Борисяк пришел уже затемно: был плохо выбрит, сапоги его, подбитые железками, скользили по плиткам паркета, мял и тискал в кулаке круглый подбородок.
– Савва Кириллович, – сказал Мышецкий, – считаю своим долгом передать вам, как представителю Совета, это обращение графа Витте. Можете оглашать, можете замолчать – меня это не касается. И более отвечать премьеру не стану – отвечайте вы сами!
– Ладно, – прочел Борисяк обращение. – Это нам кстати…
Помолчали, и Мышецкий вдруг душевно заговорил:
– Знаю, что мой характер испортился за эти два года. Ранее я не был таковым! Общение с людьми различных крайностей мало воспитывает, а более развращает. Боже! С кем только не приходится мне иметь дела – от сладко глаголящего Бобра до матерного обираловца… Вы же знаете, – продолжал Мышецкий, подумав, – я не лгал вам. И вам, надеюсь, известно, что я далек от ретроградства? И вы понимаете, что политика аферы и авантюризма далека от меня?
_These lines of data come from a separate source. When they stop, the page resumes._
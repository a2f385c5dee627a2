//! Long-press drag gesture handling.
//!
//! # Responsibility
//! - Classify pointer sequences as tap or drag (`controller`).
//! - Own the per-drag session and expose immutable frame snapshots (`session`).
//! - Hold caller-tunable gesture configuration (`config`).
//!
//! # Invariants
//! - One controller tracks at most one gesture at a time.
//! - The task collection is only produced at resolution, never mid-drag.

pub mod config;
pub mod controller;
pub mod session;
//! Transient drop target values.

use crate::model::section::SectionId;
use crate::model::task::TaskId;
use serde::{Deserialize, Serialize};

/// Side of a sibling row a task is dropped on.
#[derive(Debug, Clone, Copy, PartialEq, Eq, Hash, Serialize, Deserialize)]
#[serde(rename_all = "snake_case")]
pub enum DropPosition {
    Before,
    After,
}

/// Destination resolved for a drag in progress. Never persisted.
#[derive(Debug, Clone, Copy, PartialEq, Eq, Serialize, Deserialize)]
#[serde(tag = "type", rename_all = "snake_case")]
pub enum DropTarget {
    /// Append to the top level of a section.
    Section { section_id: SectionId },
    /// Place next to a sibling task.
    BeforeAfterTask {
        task_id: TaskId,
        position: DropPosition,
        /// Insertion slot in the collection as it was hit-tested.
        insert_index: usize,
    },
    /// Nest inside a task as its last subtask.
    SubtaskArea { task_id: TaskId },
}

/// Identity of a drop target, ignoring derived fields like `insert_index`.
#[derive(Debug, Clone, Copy, PartialEq, Eq, Hash)]
pub enum TargetKey {
    Section(SectionId),
    Adjacent(TaskId, DropPosition),
    Subtasks(TaskId),
}

impl DropTarget {
    pub fn key(&self) -> TargetKey {
        match self {
            Self::Section { section_id } => TargetKey::Section(*section_id),
            Self::BeforeAfterTask {
                task_id, position, ..
            } => TargetKey::Adjacent(*task_id, *position),
            Self::SubtaskArea { task_id } => TargetKey::Subtasks(*task_id),
        }
    }

    /// Task row this target is anchored to, if any.
    pub fn anchor_task(&self) -> Option<TaskId> {
        match self {
            Self::Section { .. } => None,
            Self::BeforeAfterTask { task_id, .. } | Self::SubtaskArea { task_id } => Some(*task_id),
        }
    }

    pub fn label(&self) -> &'static str {
        match self {
            Self::Section { .. } => "section",
            Self::BeforeAfterTask {
                position: DropPosition::Before,
                ..
            } => "before_task",
            Self::BeforeAfterTask {
                position: DropPosition::After,
                ..
            } => "after_task",
            Self::SubtaskArea { .. } => "subtask_area",
        }
    }
}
– О чем говорить, князь? – Борисяк хлопнул ладонью по столу.
– А тогда скажите мне честно: не слишком ли вы увлеклись сменой ситуаций? Не губительна ли эта полоса бунтов для России? Освежающий ветер, после издания манифеста, уже очистил мусор на свалке. Осталось дело за нами: все желаемое народом мы получили. Способы борьбы стали легальны. Царя ругают. Может, и… хватит?
– Чего – хватит? – спросил Борисяк.
– Хватит уже волнений. Хватит! Пора браться за дело, а не устраивать забастовки. Вам и без того, Савва Кириллович, удалось добиться очень многого. Я не боюсь признать честно: «Ты победил, галилеянин!» Остальное приложится с открытием думы, которой вы почему-то не признаете… Чего добиваетесь вы в этой борьбе?
Но вот Борисяк заговорил, и в Мышецком выросло глухое раздражение. Сидел перед ним человек, вроде бы и неглупый, проверенный в трудах губернских. Но он говорил, а Мышецкому как-то не верилось в его программу переустройства России на новых началах…
– Все это слова, Савва Кирилович, – ответил губернатор. – Вот вы говорите, что фабрики и заводы, победи вы только, поступят в вечное пользование трудового народа. А что он, этот трудовой народ, извините, будет делать с этими фабриками и заводами?
– Работать.
– А я, например, не хочу работать.
– Заставим…
– Заставите работать… Для кого работать?
– Для себя. Для государства.
– Но они и сейчас работают. Для себя, чтобы прокормить семью. Для государства, подданными которого они являются.
– Сейчас, – возразил Борисяк, – они работают на капиталиста.
– Но капиталисты тоже работают не для себя! Их трудом и достоянием, их инициативой движется наша Россия к прогрессу.